I'm having a bit of trouble trying to find the pressure point on the forearm with which to do yonkyo. Does anyone have any tips on how to find the right spot? I understand yonkyo doesn't necessarily affect everyone, but any insight would be appreciated.
I recommend you Shoji Nishio's video series. You can find it on AikidoJournal.com or fragments on YouTube. Nishio sensei explains some key points well.– Adil AliyevNov 14, 2014 at 10:15
This is a video with a transcript howcast.com/videos/505837-How-to-Do-Yonkyo-Aikido-Lessons In the transcript they discuss how to affect the nerves in the arm. Might help.– The Wudang KidNov 17, 2014 at 12:11
Doesn't everyone have problems with this technique. It takes some persistence but given the nature of effective application, not something one wishes to train often.
Some words from me to help. Although words have different kinaesthetic interpretations for different people, but I will try.
Firstly, in order to achieve Yonkyo (a pressure point), one must essentially squeeze the nerve ending against the bone in order to achieve that pain response.
So, digging around in within the muscle and sinew is different for each opponent. Damn those thick wrist-ed people.
Firstly, I was taught to extend the index finger when applying the technique, this has the effect of pushing the knuckle forwards in the palm. Essentially your pushing the index finger joint into their wrist. So hand grasped but with the index finger bent backwards.
Two, when you are trying to break through the muscle you can try a type of wringing (forgive me - Chinese burn) type of movement. This one concept helped me a lot. So you are trying to get that knuckle from the middle of the wrist and turn it toward the outside of the wrist. You can move the nerve a bit to get it in the edge of the bone in the forearm (wrist) where there is less meat.
Finally there are a number of spots on the forearm where this works but easiest near the wrist due to the lack of flesh.
PS: Forget Yonkyo for real application as adrenalin will nullify this. Hope this Helped
2+1 for the comment that adrenalin will nullify it in real life. It's true. Pinpoint accuracy and fine motor skills will not happen in real life. In fact, trying to grab a flailing hand in real life doesn't generally go very well. It only seems to work in training and when you're semi-comfortable trying things with friends spontaneously. I thought long and hard about how best to apply Aikido technique. My feeling is that the element of surprise is absolutely vital to ensuring it "works". You can't let on what you're doing. They shouldn't even notice you going for their hand/wrist. My opinion. Nov 17, 2014 at 18:24
I've applied Yonkajo (Yonkyo) in fights. Especially the lock in the end is really convenient because you can apply it standing up so you can easily get away and, if done correctly, it will only hurt when the adversary tries to get out, which is psychologically useful.

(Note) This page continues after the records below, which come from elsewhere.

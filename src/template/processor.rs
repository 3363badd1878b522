//! Display values for fields that need more than their raw text
//!
//! Each processor is a pure function over raw entry attributes. They fail
//! with [`Error::Internal`] when asked for a value the entry does not have,
//! since that means the templates and the entry disagree about its schema.

use chrono::NaiveDate;

use crate::config::TemplateSet;
use crate::constants::{HIGHLIGHT_SEPARATOR, SUMMARY_ADMONITION, SUMMARY_INDENT};
use crate::entry::{DateValue, Entry};
use crate::error::{Error, Result};
use crate::ext::StrExt;
use crate::format::{
    clean_url, compute_time_span_string, format_date_range, format_single_date, Locale,
};

/// Renders highlights as a markdown list. A highlight containing `" - "`
/// becomes a bullet followed by one indented sub-bullet per extra segment.
///
/// # Examples
/// ```
/// use cvtemplater::template::processor::process_highlights;
///
/// let highlights = vec![
///     "Led team of 5 engineers".to_string(),
///     "Reduced costs - Server optimization - Database indexing".to_string(),
/// ];
/// assert_eq!(
///     process_highlights(&highlights),
///     "- Led team of 5 engineers\n- Reduced costs\n  - Server optimization\n  - Database indexing"
/// );
/// ```
pub fn process_highlights(highlights: &[String]) -> String {
    highlights
        .iter()
        .map(|highlight| format!("- {}", highlight.replace(HIGHLIGHT_SEPARATOR, "\n  - ")))
        .collect::<Vec<_>>()
        .join("\n")
}

/// Joins author names with `", "`.
pub fn process_authors(authors: &[String]) -> String {
    authors.join(", ")
}

/// Renders the DATE field of an entry.
///
/// A lone `date` goes through the single-date template. A complete
/// `start_date`/`end_date` pair goes through the range template, followed by
/// the time span as a separate paragraph when `show_time_span` is set.
/// Anything else is an error.
pub fn process_date(
    date: Option<&DateValue>,
    start_date: Option<&DateValue>,
    end_date: Option<&DateValue>,
    templates: &TemplateSet,
    locale: &Locale,
    show_time_span: bool,
    current_date: NaiveDate,
) -> Result<String> {
    match (date, start_date, end_date) {
        (Some(date), None, None) => format_single_date(date, locale, &templates.single_date),
        (_, Some(start), Some(end)) => {
            let date_range = format_date_range(
                start,
                end,
                locale,
                &templates.single_date,
                &templates.date_range,
            )?;
            if !show_time_span {
                return Ok(date_range);
            }
            let time_span =
                compute_time_span_string(start, end, locale, current_date, &templates.time_span)?;
            Ok(format!("{date_range}\n\n{time_span}"))
        }
        _ => Err(Error::internal("Date is not provided for this entry.")),
    }
}

/// Renders the URL field as a markdown link. Publications with a DOI link
/// to the DOI instead of their URL.
pub fn process_url(entry: &Entry) -> Result<String> {
    if entry.as_publication().is_some_and(|publication| publication.doi.is_some()) {
        return process_doi(entry);
    }
    match entry.core().and_then(|core| core.url.as_deref()) {
        Some(url) => Ok(format!("[{}]({url})", clean_url(url))),
        None => Err(Error::internal("URL is not provided for this entry.")),
    }
}

/// Renders the DOI field of a publication as a markdown link to its resolver URL.
pub fn process_doi(entry: &Entry) -> Result<String> {
    match entry.as_publication().and_then(|publication| publication.doi_url()) {
        Some(doi_url) => Ok(format!("[{}]({doi_url})", clean_url(&doi_url))),
        None => Err(Error::internal("DOI is not provided for this entry.")),
    }
}

/// Wraps a summary in a `!!! summary` admonition block.
///
/// # Examples
/// ```
/// use cvtemplater::template::processor::process_summary;
///
/// assert_eq!(
///     process_summary("Key project achievements\nand outcomes"),
///     "!!! summary\n    Key project achievements\n    and outcomes"
/// );
/// ```
pub fn process_summary(summary: &str) -> String {
    format!("{SUMMARY_ADMONITION}\n{}", summary.indent_lines(SUMMARY_INDENT))
}
#![allow(dead_code)]

use chrono::NaiveDate;
use cvtemplater::cli::{Args, OutputFormat};
use cvtemplater::entry::Entry;
use std::fs;
use std::path::{Path, PathBuf};

/// Date every test resolves `present` to.
pub fn fixed_today() -> NaiveDate {
    NaiveDate::from_ymd_opt(2025, 1, 1).unwrap()
}

/// Parses a single entry written in YAML.
pub fn entry(yaml: &str) -> Entry {
    serde_yaml::from_str(yaml).unwrap()
}

/// Writes `content` to `name` inside `dir` and returns the full path.
pub fn write_input(dir: &Path, name: &str, content: &str) -> PathBuf {
    let path = dir.join(name);
    fs::write(&path, content).unwrap();
    path
}

pub fn cli_args(input: PathBuf, output: Option<PathBuf>, format: OutputFormat) -> Args {
    Args {
        input,
        output,
        format,
        current_date: Some(fixed_today()),
        show_time_span: false,
        verbose: 0,
    }
}
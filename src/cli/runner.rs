use crate::{
    cli::{Args, OutputFormat},
    config::{Document, RenderOptions},
    error::Result,
    ioutils::write_output,
    renderer::{render_document, RenderedDocument},
};
use log::{debug, info};

/// Main CLI runner: load a CV, render its entries and write the result
pub struct Runner {
    args: Args,
}

impl Runner {
    pub fn new(args: Args) -> Self {
        Self { args }
    }

    /// Executes the complete rendering workflow
    pub fn run(self) -> Result<()> {
        let document = Document::load(&self.args.input)?;
        let options = self.render_options();
        debug!("Render options: {options:?}");

        let rendered = render_document(&document, options)?;
        let content = self.serialize(&rendered)?;
        write_output(&content, self.args.output.as_ref())?;

        if let Some(output) = &self.args.output {
            info!("Rendered entries written to {}", output.display());
        }
        Ok(())
    }

    fn render_options(&self) -> RenderOptions {
        let today = RenderOptions::today();
        RenderOptions::new(
            self.args.show_time_span,
            self.args.current_date.unwrap_or(today.current_date),
        )
    }

    fn serialize(&self, rendered: &RenderedDocument) -> Result<String> {
        Ok(match self.args.format {
            OutputFormat::Json => serde_json::to_string_pretty(rendered)?,
            OutputFormat::Yaml => serde_yaml::to_string(rendered)?,
        })
    }
}

/// Entry point for the CLI
pub fn run(args: Args) -> Result<()> {
    let runner = Runner::new(args);
    runner.run()
}
//! Formatting primitives shared by the renderer
//!
//! - `date`: locale-aware single dates, date ranges and time spans
//! - `text`: URL shortening and placeholder substitution

pub mod date;
pub mod text;

pub use date::{compute_time_span_string, format_date_range, format_single_date, Locale};
pub use text::{clean_url, substitute_placeholders, Substitutor};
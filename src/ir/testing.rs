//! Testing utilities for tree assertions
//!
//! Structural tests on entry trees should use this fluent API instead of
//! hand-rolled index chasing. It threads a breadcrumb context through every
//! assertion so a failure names the exact position in the tree, and it lets
//! whole hierarchies be verified in a few lines:
//!
//! ```rust-example
//! assert_tree(&tree).root(|root| {
//!     root.child_count(1).child(0, |class| {
//!         class
//!             .section(Section::Class)
//!             .name("Widget")
//!             .parent_is_consistent()
//!             .child(0, |member| {
//!                 member.section(Section::Function).name("draw");
//!             });
//!     });
//! });
//! ```

use super::entry::Entry;
use super::section::Section;
use super::tree::{EntryId, EntryTree};

/// Entry point for fluent tree assertions.
pub fn assert_tree(tree: &EntryTree) -> TreeAssertion<'_> {
    TreeAssertion { tree }
}

pub struct TreeAssertion<'a> {
    tree: &'a EntryTree,
}

impl<'a> TreeAssertion<'a> {
    /// Assert on the root node.
    pub fn root<F>(self, assertion: F) -> Self
    where
        F: FnOnce(EntryAssertion<'a>),
    {
        assertion(self.at(self.tree.root()));
        self
    }

    /// Assert on an arbitrary node.
    pub fn node<F>(self, id: EntryId, assertion: F) -> Self
    where
        F: FnOnce(EntryAssertion<'a>),
    {
        assertion(self.at(id));
        self
    }

    /// Assert the number of live nodes in the whole tree.
    pub fn node_count(self, expected: usize) -> Self {
        let actual = self.tree.node_count();
        assert_eq!(
            actual, expected,
            "tree: Expected {} live nodes, found {}",
            expected, actual
        );
        self
    }

    fn at(&self, id: EntryId) -> EntryAssertion<'a> {
        assert!(self.tree.contains(id), "tree: {:?} is stale", id);
        EntryAssertion {
            tree: self.tree,
            id,
            context: if id == self.tree.root() {
                "root".to_string()
            } else {
                format!("{:?}", id)
            },
        }
    }
}

pub struct EntryAssertion<'a> {
    tree: &'a EntryTree,
    id: EntryId,
    context: String,
}

impl<'a> EntryAssertion<'a> {
    fn entry(&self) -> &'a Entry {
        self.tree.entry(self.id)
    }

    pub fn section(self, expected: Section) -> Self {
        let actual = self.entry().section;
        assert_eq!(
            actual, expected,
            "{}: Expected section {}, found {}",
            self.context, expected, actual
        );
        self
    }

    pub fn name(self, expected: &str) -> Self {
        let actual = &self.entry().name;
        assert_eq!(
            actual, expected,
            "{}: Expected name {:?}, found {:?}",
            self.context, expected, actual
        );
        self
    }

    pub fn type_is(self, expected: &str) -> Self {
        let actual = &self.entry().type_;
        assert_eq!(
            actual, expected,
            "{}: Expected type {:?}, found {:?}",
            self.context, expected, actual
        );
        self
    }

    pub fn brief_contains(self, substring: &str) -> Self {
        let actual = &self.entry().brief.text;
        assert!(
            actual.contains(substring),
            "{}: Expected brief containing {:?}, found {:?}",
            self.context,
            substring,
            actual
        );
        self
    }

    pub fn doc_contains(self, substring: &str) -> Self {
        let actual = &self.entry().doc.text;
        assert!(
            actual.contains(substring),
            "{}: Expected doc containing {:?}, found {:?}",
            self.context,
            substring,
            actual
        );
        self
    }

    pub fn child_count(self, expected: usize) -> Self {
        let actual = self.tree.children_of(self.id).len();
        assert_eq!(
            actual, expected,
            "{}: Expected {} children, found {}",
            self.context, expected, actual
        );
        self
    }

    pub fn child<F>(self, index: usize, assertion: F) -> Self
    where
        F: FnOnce(EntryAssertion<'a>),
    {
        let children = self.tree.children_of(self.id);
        assert!(
            index < children.len(),
            "{}: Child index {} out of bounds (entry has {} children)",
            self.context,
            index,
            children.len()
        );
        assertion(EntryAssertion {
            tree: self.tree,
            id: children[index],
            context: format!("{}:children[{}]", self.context, index),
        });
        self
    }

    /// Assert that every child's parent back-reference points back to this
    /// node, recursively through the subtree.
    pub fn parent_is_consistent(self) -> Self {
        fn check(tree: &EntryTree, id: EntryId, context: &str) {
            for (index, &child) in tree.children_of(id).iter().enumerate() {
                assert_eq!(
                    tree.parent_of(child),
                    Some(id),
                    "{}:children[{}]: parent back-reference does not match owning sequence",
                    context,
                    index
                );
                check(tree, child, &format!("{}:children[{}]", context, index));
            }
        }
        check(self.tree, self.id, &self.context);
        self
    }

    /// Assert that this node is a detached, freshly constructed default node.
    pub fn is_blank(self) -> Self {
        assert_eq!(
            self.entry(),
            &Entry::new(),
            "{}: Expected a default entry",
            self.context
        );
        assert!(
            self.tree.parent_of(self.id).is_none(),
            "{}: Expected a detached entry",
            self.context
        );
        assert!(
            self.tree.children_of(self.id).is_empty(),
            "{}: Expected an entry without children",
            self.context
        );
        self
    }
}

In my opinion the thing to get about Yonkajo is that while you can add a little bit of pain here and there, if you apply it properly and match uke's speed correctly, there's no pain. It's all about balance and correct positioning. Other people see this differently and I won't say they're wrong, it's a matter of emphasis.
As for "the" point. There isn't. If you're in the right position you can have the same control with the force passing through all of your palm instead of just that point. So don't focus on it too much. Focus on controlling uke's elbow. What you want to do is you want to end up in a position where your own wrist has maximal stability and where you can keep uke's elbow on the palm side of your own forearm (I hope that explanation makes sense). You apply it in any way where you can reach that position, and that depends on uke's balance. If, say, you apply it in the most common way, i.e. to the inside of the arm, you want to bend their elbow in a direction where they cannot resist (upwards or sideways, sometimes forward, always away from uke's body), and then once they have to move to adjust for that, you push their elbow further in the direction they're moving towards while turning your hands over and bending your wrist slightly in the direction of the palm in order to reach the control position.
Variations of that concept can be applied on both sides of the arm, but also to the ankles. I was looking for something different, but this video shows nicely how the concept can be applied to the outside of the arms and this video maybe illustrates how it's much more about balance than anything else.
I'm usually performing a yonkyo immediately after a sankyo.
I pull opponent's wrist up and twist it till it the tension is big enough (sankyo). Then I release my lock slightly, so that the opp's wrist un-twists and slides a bit down. Now this is the perfect staring point to apply a yonkyo!
The advantage of this method is, that you don't have to see what you are doing.
On a person with a normal pain treshold it works immediately.